7. Mr. Joshi, the learned counsel for the respondent, placed strong reliance on the observation of the Tribunal to the effect that the only difference between the polythene bags used in the case of Bombay Traders, and in the present case was that of size and nothing else. It was urged by him that this observation would amount to a finding by the Tribunal that the polythene bags in the present case also could be opened and closed again as appears to be the finding regarding the polythene bags referred to in the case of Bombay Traders. We are unable to accept this contention. The aforesaid observation of the Tribunal on which reliance is placed by Mr. Joshi occurs in connection with the discussion as to whether a polythene bag is a container and not in connection with the question as to whether it can be regarded as a sealed container.
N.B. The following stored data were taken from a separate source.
//! Payroll line entity - One itemized earning or deduction on an entry.
//!
//! Auto-generated lines (`is_auto_generated = true`) are fully owned by the
//! engine and replaced on every regeneration. Manual lines are user-entered
//! adjustments; regeneration never touches them and the removal path refuses
//! to delete auto lines.

use sea_orm::entity::prelude::*;
use serde::{Deserialize, Serialize};

/// Payroll line database model
#[derive(Clone, Debug, PartialEq, DeriveEntityModel, Serialize, Deserialize)]
#[sea_orm(table_name = "payroll_lines")]
pub struct Model {
    /// Unique identifier for the line
    #[sea_orm(primary_key)]
    pub id: i64,
    /// Entry this line belongs to
    pub payroll_entry_id: i64,
    /// Line code: `"BASE"`, `"LATE"`, `"UNDERTIME"`, `"ABSENT"`, `"OVERTIME"`,
    /// a component code, or `"MANUAL"` for adjustments
    pub code: String,
    /// Human-readable description
    pub description: String,
    /// `"earning"` or `"deduction"`
    pub kind: String,
    /// Unit count the amount was computed from (hours, minutes, or 1)
    pub quantity: f64,
    /// Rate per unit
    pub rate: f64,
    /// Line amount, rounded to 2 decimals
    pub amount: f64,
    /// True when the engine owns and replaces this line on regeneration
    pub is_auto_generated: bool,
    /// Catalog component that produced this line, if any
    pub pay_component_id: Option<i64>,
}

/// Defines relationships between PayrollLine and other entities
#[derive(Copy, Clone, Debug, EnumIter, DeriveRelation)]
pub enum Relation {
    /// Each line belongs to one payroll entry
    #[sea_orm(
        belongs_to = "super::payroll_entry::Entity",
        from = "Column::PayrollEntryId",
        to = "super::payroll_entry::Column::Id"
    )]
    PayrollEntry,
    /// A line may reference the component that produced it
    #[sea_orm(
        belongs_to = "super::pay_component::Entity",
        from = "Column::PayComponentId",
        to = "super::pay_component::Column::Id"
    )]
    PayComponent,
}

impl Related<super::payroll_entry::Entity> for Entity {
    fn to() -> RelationDef {
        Relation::PayrollEntry.def()
    }
}

impl Related<super::pay_component::Entity> for Entity {
    fn to() -> RelationDef {
        Relation::PayComponent.def()
    }
}

impl ActiveModelBehavior for ActiveModel {}
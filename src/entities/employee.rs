//! Employee entity - Slim read model for the people payroll is computed for.
//!
//! Employee management (profiles, accounts, roles) lives outside this engine;
//! only the fields the engine reads are stored here: the display name used to
//! order payroll output and the active flag used by the attendance overview.

use sea_orm::entity::prelude::*;
use serde::{Deserialize, Serialize};

/// Employee database model
#[derive(Clone, Debug, PartialEq, DeriveEntityModel, Serialize, Deserialize)]
#[sea_orm(table_name = "employees")]
pub struct Model {
    /// Unique identifier for the employee
    #[sea_orm(primary_key)]
    pub id: i64,
    /// Display name used to order payroll entries and overview rows
    pub full_name: String,
    /// Whether the employee is currently active
    pub is_active: bool,
}

/// Defines relationships between Employee and other entities
#[derive(Copy, Clone, Debug, EnumIter, DeriveRelation)]
pub enum Relation {
    /// One employee has many scheduled shifts
    #[sea_orm(has_many = "super::shift::Entity")]
    Shifts,
    /// One employee has many time logs
    #[sea_orm(has_many = "super::time_log::Entity")]
    TimeLogs,
    /// One employee has many payroll entries (one per period)
    #[sea_orm(has_many = "super::payroll_entry::Entity")]
    PayrollEntries,
}

impl Related<super::shift::Entity> for Entity {
    fn to() -> RelationDef {
        Relation::Shifts.def()
    }
}

impl Related<super::time_log::Entity> for Entity {
    fn to() -> RelationDef {
        Relation::TimeLogs.def()
    }
}

impl Related<super::payroll_entry::Entity> for Entity {
    fn to() -> RelationDef {
        Relation::PayrollEntries.def()
    }
}

impl ActiveModelBehavior for ActiveModel {}
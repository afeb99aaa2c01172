//! Attendance penalty settings business logic.
//!
//! The settings live in a single database row created zero-valued on first
//! access, so a fresh deployment penalizes nothing until an administrator sets
//! rates. Payroll generation reads the row once per run and passes the plain
//! model into the per-employee computation rather than re-reading shared state.

use crate::{
    entities::{PenaltySettings, penalty_settings},
    errors::Result,
};
use sea_orm::{ActiveModelTrait, ConnectionTrait, EntityTrait, Set};

/// New rate values for [`update_settings`].
#[derive(Debug, Clone, Copy, Default)]
pub struct PenaltyRates {
    /// Deduction per late minute
    pub late_penalty_per_minute: f64,
    /// Deduction per undertime minute
    pub undertime_penalty_per_minute: f64,
    /// Multiplier applied to scheduled hours lost to full-day absences
    pub absence_full_day_multiplier: f64,
    /// Bonus per overtime minute
    pub overtime_bonus_per_minute: f64,
}

/// Returns the current penalty settings, creating a zero-valued row on first
/// access.
pub async fn get_or_create_settings<C>(db: &C) -> Result<penalty_settings::Model>
where
    C: ConnectionTrait,
{
    if let Some(settings) = PenaltySettings::find().one(db).await? {
        return Ok(settings);
    }

    let row = penalty_settings::ActiveModel {
        late_penalty_per_minute: Set(0.0),
        undertime_penalty_per_minute: Set(0.0),
        absence_full_day_multiplier: Set(0.0),
        overtime_bonus_per_minute: Set(0.0),
        updated_at: Set(chrono::Utc::now()),
        ..Default::default()
    };

    Ok(row.insert(db).await?)
}

/// Replaces the penalty rates, stamping the update time.
pub async fn update_settings<C>(db: &C, rates: PenaltyRates) -> Result<penalty_settings::Model>
where
    C: ConnectionTrait,
{
    let existing = get_or_create_settings(db).await?;

    let mut row: penalty_settings::ActiveModel = existing.into();
    row.late_penalty_per_minute = Set(rates.late_penalty_per_minute);
    row.undertime_penalty_per_minute = Set(rates.undertime_penalty_per_minute);
    row.absence_full_day_multiplier = Set(rates.absence_full_day_multiplier);
    row.overtime_bonus_per_minute = Set(rates.overtime_bonus_per_minute);
    row.updated_at = Set(chrono::Utc::now());

    Ok(row.update(db).await?)
}
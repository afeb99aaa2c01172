//! Shift entity - A scheduled work interval for an employee.
//!
//! Shifts are created and edited by the scheduling collaborator; the engine
//! reads them to classify attendance and to decide which employees belong to a
//! payroll period.

use sea_orm::entity::prelude::*;
use serde::{Deserialize, Serialize};

/// Shift database model
#[derive(Clone, Debug, PartialEq, DeriveEntityModel, Serialize, Deserialize)]
#[sea_orm(table_name = "shifts")]
pub struct Model {
    /// Unique identifier for the shift
    #[sea_orm(primary_key)]
    pub id: i64,
    /// Employee this shift is scheduled for
    pub employee_id: i64,
    /// Scheduled start timestamp
    pub start: DateTimeUtc,
    /// Scheduled end timestamp
    pub end: DateTimeUtc,
    /// Optional group label (e.g. "morning", "front desk")
    pub group_label: Option<String>,
}

/// Defines relationships between Shift and other entities
#[derive(Copy, Clone, Debug, EnumIter, DeriveRelation)]
pub enum Relation {
    /// Each shift belongs to one employee
    #[sea_orm(
        belongs_to = "super::employee::Entity",
        from = "Column::EmployeeId",
        to = "super::employee::Column::Id"
    )]
    Employee,
}

impl Related<super::employee::Entity> for Entity {
    fn to() -> RelationDef {
        Relation::Employee.def()
    }
}

impl ActiveModelBehavior for ActiveModel {}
This observation, therefore, in our view, cannot amount to a finding that the polythene bags in the present case were such as could be opened and closed again. In fact, the finding of the Tribunal that some portion of the polythene bags would have to be removed or broken open before the contents could be got at would show that the Tribunal could not have arrived at the finding as suggested by Mr. Joshi. In our view, therefore, the polythene bags used by the respondent in packing the Chikki must be regarded as sealed containers.
8. In the result, the question referred to us is answered in the negative. The respondent to pay to the applicant the costs of the reference fixed at Rs. 300/-.